La démocratie, selon la Françafrique, se résume à garantir à la France une exploitation exclusive des ressources minières et pétrolières. Pierre Messmer, ancien haut-commissaire français au Cameroun, affirmait d’ailleurs : “La France accordera l’indépendance à ceux qui la réclament le moins, après avoir éliminé politiquement et militairement ceux qui la réclamaient avec le plus d’intransigeance.”

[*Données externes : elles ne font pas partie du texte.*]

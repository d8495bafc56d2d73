use std::time::Duration;

use async_trait::async_trait;
use serde::Deserialize;
use serde::Serialize;
use tabulon_protocol::ErrorKind;
use tabulon_protocol::RunnerRequest;
use tabulon_protocol::RunnerResponse;
use tabulon_protocol::RunnerStatus as WireRunnerStatus;
use tracing::debug;
use tracing::warn;

use crate::error::GatewayErr;
use crate::error::Result;
use crate::exec::Executor;
use crate::exec::RunCache;
use crate::exec::RunStatus;
use crate::exec::local::LocalExecutor;
use crate::util::backoff;

/// Classification of a single `start` attempt's outcome.
enum AttemptOutcome {
    Ready(String),
    /// Transient failure: transport error, 5xx, or 429.
    Retryable(GatewayErr),
    /// Non-transient failure (4xx other than 429): retrying or falling back
    /// would not help.
    Fatal(GatewayErr),
}

/// Whether a fully-retried `start` failed in a way worth falling back to a
/// local CLI execution, or should be surfaced immediately.
enum StartFailure {
    Retryable(GatewayErr),
    Fatal(GatewayErr),
}

/// `true` for HTTP statuses worth retrying a sandbox `start` call against:
/// server errors and rate-limiting. Any other 4xx is a config/auth/request
/// problem that retrying would not fix.
fn is_retryable_status(status: u16) -> bool {
    status == 429 || (500..600).contains(&status)
}

#[derive(Debug, Serialize)]
struct StartSandboxRequest<'a> {
    run_id: &'a str,
    dataset_id: &'a str,
}

#[derive(Debug, Deserialize)]
struct StartSandboxResponse {
    sandbox_id: String,
}

/// RPC client for a remote sandbox service implementing the three-call
/// `start`/`exec`/`stop` lifecycle described in the component design.
pub struct RemoteExecutor {
    client: reqwest::Client,
    endpoint: String,
    token: String,
    max_attempts: u32,
    /// Invoked in place of the remote round trip when `start` exhausts
    /// retries on a classified retryable failure.
    cli_fallback: Option<LocalExecutor>,
    runs: RunCache,
}

impl RemoteExecutor {
    pub fn new(endpoint: String, token: String, cli_fallback: Option<LocalExecutor>) -> Self {
        Self {
            client: reqwest::Client::new(),
            endpoint,
            token,
            max_attempts: 3,
            cli_fallback,
            runs: RunCache::new(),
        }
    }

    /// Classifies a single start attempt's outcome as ready, retryable, or
    /// fatal. Transport errors and 5xx/429 responses are retryable; any
    /// other 4xx is fatal.
    async fn attempt_start(&self, run_id: &str, dataset_id: &str) -> AttemptOutcome {
        let result = self
            .client
            .post(format!("{}/sandboxes", self.endpoint))
            .bearer_auth(&self.token)
            .json(&StartSandboxRequest { run_id, dataset_id })
            .send()
            .await;

        match result {
            Ok(resp) if resp.status().is_success() => match resp.json::<StartSandboxResponse>().await {
                Ok(parsed) => AttemptOutcome::Ready(parsed.sandbox_id),
                Err(e) => AttemptOutcome::Retryable(GatewayErr::Reqwest(e)),
            },
            Ok(resp) => {
                let status = resp.status();
                let err = GatewayErr::from(crate::error::SandboxErr::BackendUnavailable(format!(
                    "start returned {status}"
                )));
                if is_retryable_status(status.as_u16()) {
                    AttemptOutcome::Retryable(err)
                } else {
                    AttemptOutcome::Fatal(err)
                }
            }
            Err(e) => AttemptOutcome::Retryable(GatewayErr::Reqwest(e)),
        }
    }

    /// Retries `attempt_start` up to `max_attempts` times for retryable
    /// failures; a fatal failure short-circuits immediately.
    async fn start(&self, run_id: &str, dataset_id: &str) -> std::result::Result<String, StartFailure> {
        let mut last_retryable = None;
        for attempt in 1..=self.max_attempts {
            match self.attempt_start(run_id, dataset_id).await {
                AttemptOutcome::Ready(sandbox_id) => return Ok(sandbox_id),
                AttemptOutcome::Fatal(e) => {
                    warn!(run_id, attempt, "sandbox start failed with a non-retryable error");
                    return Err(StartFailure::Fatal(e));
                }
                AttemptOutcome::Retryable(e) => {
                    warn!(run_id, attempt, error = %e, "sandbox start attempt failed, retrying");
                    last_retryable = Some(e);
                }
            }
            if attempt < self.max_attempts {
                tokio::time::sleep(backoff(attempt as u64)).await;
            }
        }

        Err(StartFailure::Retryable(last_retryable.unwrap_or_else(|| {
            GatewayErr::from(crate::error::SandboxErr::BackendUnavailable(
                "sandbox start failed".to_string(),
            ))
        })))
    }

    async fn exec(&self, sandbox_id: &str, request: &RunnerRequest) -> Result<RunnerResponse> {
        let deadline = Duration::from_secs(request.timeout_seconds.max(1) as u64);
        let call = self
            .client
            .post(format!("{}/sandboxes/{sandbox_id}/exec", self.endpoint))
            .bearer_auth(&self.token)
            .json(request)
            .timeout(deadline)
            .send();

        match call.await {
            Ok(resp) if resp.status().is_success() => {
                match resp.json::<RunnerResponse>().await {
                    Ok(r) => Ok(r),
                    Err(_) => Ok(RunnerResponse::error(
                        ErrorKind::RunnerInternalError,
                        "remote sandbox returned a non-conforming response body",
                    )),
                }
            }
            Ok(resp) if resp.status().as_u16() == 408 => Ok(RunnerResponse::error(
                ErrorKind::RunnerTimeout,
                "remote sandbox reported exec timeout",
            )),
            Ok(resp) => Ok(RunnerResponse::error(
                ErrorKind::RunnerInternalError,
                format!("remote sandbox exec returned {}", resp.status()),
            )),
            Err(e) if e.is_timeout() => Ok(RunnerResponse::error(
                ErrorKind::RunnerTimeout,
                "exec call exceeded the run's wall-clock budget",
            )),
            Err(e) => Ok(RunnerResponse::error(
                ErrorKind::RunnerInternalError,
                format!("transport error talking to remote sandbox: {e}"),
            )),
        }
    }

    async fn stop(&self, run_id: &str, sandbox_id: &str) {
        for attempt in 1..=self.max_attempts {
            let result = self
                .client
                .delete(format!("{}/sandboxes/{sandbox_id}", self.endpoint))
                .bearer_auth(&self.token)
                .send()
                .await;

            match result {
                Ok(resp) if resp.status().is_success() => return,
                _ if attempt < self.max_attempts => {
                    tokio::time::sleep(backoff(attempt as u64)).await;
                }
                _ => {
                    warn!(run_id, sandbox_id, "failed to stop remote sandbox after retries");
                }
            }
        }
    }
}

#[async_trait]
impl Executor for RemoteExecutor {
    async fn submit(&self, run_id: &str, request: &RunnerRequest) -> Result<RunnerResponse> {
        self.runs.record(run_id, RunStatus::Running, None).await;

        let outcome = match self.start(run_id, &request.dataset_id).await {
            Ok(sandbox_id) => {
                debug!(run_id, sandbox_id, "remote sandbox started");
                let response = self.exec(&sandbox_id, request).await;
                self.stop(run_id, &sandbox_id).await;
                response
            }
            Err(StartFailure::Retryable(e)) => match &self.cli_fallback {
                Some(local) => {
                    warn!(run_id, "remote start exhausted retries, falling back to local CLI execution");
                    local.submit(run_id, request).await
                }
                None => Err(e),
            },
            Err(StartFailure::Fatal(e)) => Err(e),
        };

        match &outcome {
            Ok(response) => {
                let status = match response.status {
                    WireRunnerStatus::Success => RunStatus::Succeeded,
                    WireRunnerStatus::Error => RunStatus::Failed,
                    WireRunnerStatus::Timeout => RunStatus::TimedOut,
                };
                self.runs.record(run_id, status, Some(response.clone())).await;
            }
            Err(_) => {
                self.runs.record(run_id, RunStatus::Failed, None).await;
            }
        }

        outcome
    }

    async fn status(&self, run_id: &str) -> Option<RunStatus> {
        self.runs.status(run_id).await
    }

    async fn result(&self, run_id: &str) -> Option<RunnerResponse> {
        self.runs.result(run_id).await
    }

    async fn cancel(&self, run_id: &str) -> Result<()> {
        debug!(run_id, "cancel on the remote backend terminates via stop on the exec path");
        Ok(())
    }

    async fn cleanup(&self, run_id: &str) -> Result<()> {
        self.runs.remove(run_id).await;
        debug!(run_id, "cleanup releases the run cache entry; stop already ran in submit");
        Ok(())
    }
}

#[cfg(test)]
mod tests {
    use super::*;

    #[test]
    fn server_errors_and_rate_limit_are_retryable() {
        assert!(is_retryable_status(500));
        assert!(is_retryable_status(503));
        assert!(is_retryable_status(429));
    }

    #[test]
    fn other_client_errors_are_fatal() {
        assert!(!is_retryable_status(400));
        assert!(!is_retryable_status(401));
        assert!(!is_retryable_status(403));
        assert!(!is_retryable_status(404));
    }

    #[test]
    fn cli_fallback_only_engages_on_retryable_start_failure() {
        let fatal = StartFailure::Fatal(GatewayErr::from(crate::error::SandboxErr::BackendUnavailable(
            "start returned 401".to_string(),
        )));
        let retryable = StartFailure::Retryable(GatewayErr::from(crate::error::SandboxErr::BackendUnavailable(
            "start returned 503".to_string(),
        )));
        assert!(matches!(fatal, StartFailure::Fatal(_)));
        assert!(matches!(retryable, StartFailure::Retryable(_)));
    }

    #[tokio::test]
    async fn cleanup_removes_the_run_cache_entry() {
        let executor = RemoteExecutor::new("http://example.invalid".to_string(), "token".to_string(), None);
        executor.runs.record("run-x", RunStatus::Running, None).await;
        assert_eq!(executor.status("run-x").await, Some(RunStatus::Running));
        executor.cleanup("run-x").await.unwrap();
        assert_eq!(executor.status("run-x").await, None);
    }
}
pub mod cluster;
pub mod local;
pub mod remote;
pub mod sandboxing;

use std::collections::HashMap;
use std::sync::Arc;

use async_trait::async_trait;
use tabulon_protocol::RunnerRequest;
use tabulon_protocol::RunnerResponse;
use tokio::sync::Mutex;
use tokio::sync::Semaphore;

use crate::error::Result;

/// Terminal/non-terminal lifecycle states of a submitted run, uniform across
/// every backend.
#[derive(Debug, Clone, Copy, PartialEq, Eq)]
pub enum RunStatus {
    Pending,
    Running,
    Succeeded,
    Failed,
    TimedOut,
}

impl RunStatus {
    pub fn is_terminal(self) -> bool {
        matches!(
            self,
            RunStatus::Succeeded | RunStatus::Failed | RunStatus::TimedOut
        )
    }
}

/// Uniform contract implemented by every sandbox backend. Every backend
/// normalizes whatever it observes (container exit, RPC reply, job log) into
/// a [`RunnerResponse`] internally; callers never branch on backend type.
#[async_trait]
pub trait Executor: Send + Sync {
    /// Run `request` to completion (or timeout/cancellation) and return the
    /// normalized response. Synchronous with respect to completion: this
    /// call does not return until the run reaches a terminal state. Also
    /// records `run_id`'s status and result in the backend's run cache, so a
    /// caller that lost the return value (e.g. across a task boundary) can
    /// still retrieve it via [`Executor::status`]/[`Executor::result`].
    async fn submit(&self, run_id: &str, request: &RunnerRequest) -> Result<RunnerResponse>;

    /// Last known lifecycle state of `run_id`, or `None` if nothing has been
    /// recorded for it (never submitted, or already cleaned up).
    async fn status(&self, run_id: &str) -> Option<RunStatus>;

    /// Cached terminal response for `run_id`, or `None` if the run hasn't
    /// reached a terminal state yet or nothing has been recorded for it.
    async fn result(&self, run_id: &str) -> Option<RunnerResponse>;

    /// Best-effort, idempotent termination of an in-flight run.
    async fn cancel(&self, run_id: &str) -> Result<()>;

    /// Idempotent release of any residual backend resources for `run_id`,
    /// including its entry in the run cache.
    async fn cleanup(&self, run_id: &str) -> Result<()>;
}

/// Per-run status/result cache keyed by `run_id`, shared by the three
/// `Executor` implementations. A run's entry lives from `submit` through
/// `cleanup`; nothing prunes it automatically.
#[derive(Default)]
pub struct RunCache {
    entries: Mutex<HashMap<String, (RunStatus, Option<RunnerResponse>)>>,
}

impl RunCache {
    pub fn new() -> Self {
        Self::default()
    }

    pub async fn record(&self, run_id: &str, status: RunStatus, response: Option<RunnerResponse>) {
        self.entries
            .lock()
            .await
            .insert(run_id.to_string(), (status, response));
    }

    pub async fn status(&self, run_id: &str) -> Option<RunStatus> {
        self.entries.lock().await.get(run_id).map(|(status, _)| *status)
    }

    pub async fn result(&self, run_id: &str) -> Option<RunnerResponse> {
        self.entries
            .lock()
            .await
            .get(run_id)
            .and_then(|(_, response)| response.clone())
    }

    pub async fn remove(&self, run_id: &str) {
        self.entries.lock().await.remove(run_id);
    }
}

/// Bounds concurrent sandbox submissions across every backend with a
/// counting semaphore, per the global concurrency cap in the concurrency
/// model: submissions beyond the cap wait in FIFO order until a slot frees.
/// `status`/`result`/`cancel`/`cleanup` pass straight through, since only
/// `submit` consumes a sandbox slot.
pub struct SemaphoreExecutor {
    inner: Arc<dyn Executor>,
    permits: Arc<Semaphore>,
}

impl SemaphoreExecutor {
    pub fn new(inner: Arc<dyn Executor>, max_concurrent: usize) -> Self {
        Self {
            inner,
            permits: Arc::new(Semaphore::new(max_concurrent.max(1))),
        }
    }
}

#[async_trait]
impl Executor for SemaphoreExecutor {
    async fn submit(&self, run_id: &str, request: &RunnerRequest) -> Result<RunnerResponse> {
        let _permit = match self.permits.acquire().await {
            Ok(permit) => permit,
            Err(_) => {
                return Err(crate::error::GatewayErr::from(crate::error::SandboxErr::BackendUnavailable(
                    "sandbox concurrency semaphore closed".to_string(),
                )));
            }
        };
        self.inner.submit(run_id, request).await
    }

    async fn status(&self, run_id: &str) -> Option<RunStatus> {
        self.inner.status(run_id).await
    }

    async fn result(&self, run_id: &str) -> Option<RunnerResponse> {
        self.inner.result(run_id).await
    }

    async fn cancel(&self, run_id: &str) -> Result<()> {
        self.inner.cancel(run_id).await
    }

    async fn cleanup(&self, run_id: &str) -> Result<()> {
        self.inner.cleanup(run_id).await
    }
}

Ce principe s’est traduit par des violences d’État : assassinats d’opposants, coups d’État, élections truquées et répressions sanglantes des populations civiles. Dès 1960, Jacques Foccart a mis en place une police parallèle, le Service d’Action Civique (SAC), chargée d’éliminer les opposants africains. Ce même SAC est impliqué dans la disparition du leader marocain Mehdi Ben Barka.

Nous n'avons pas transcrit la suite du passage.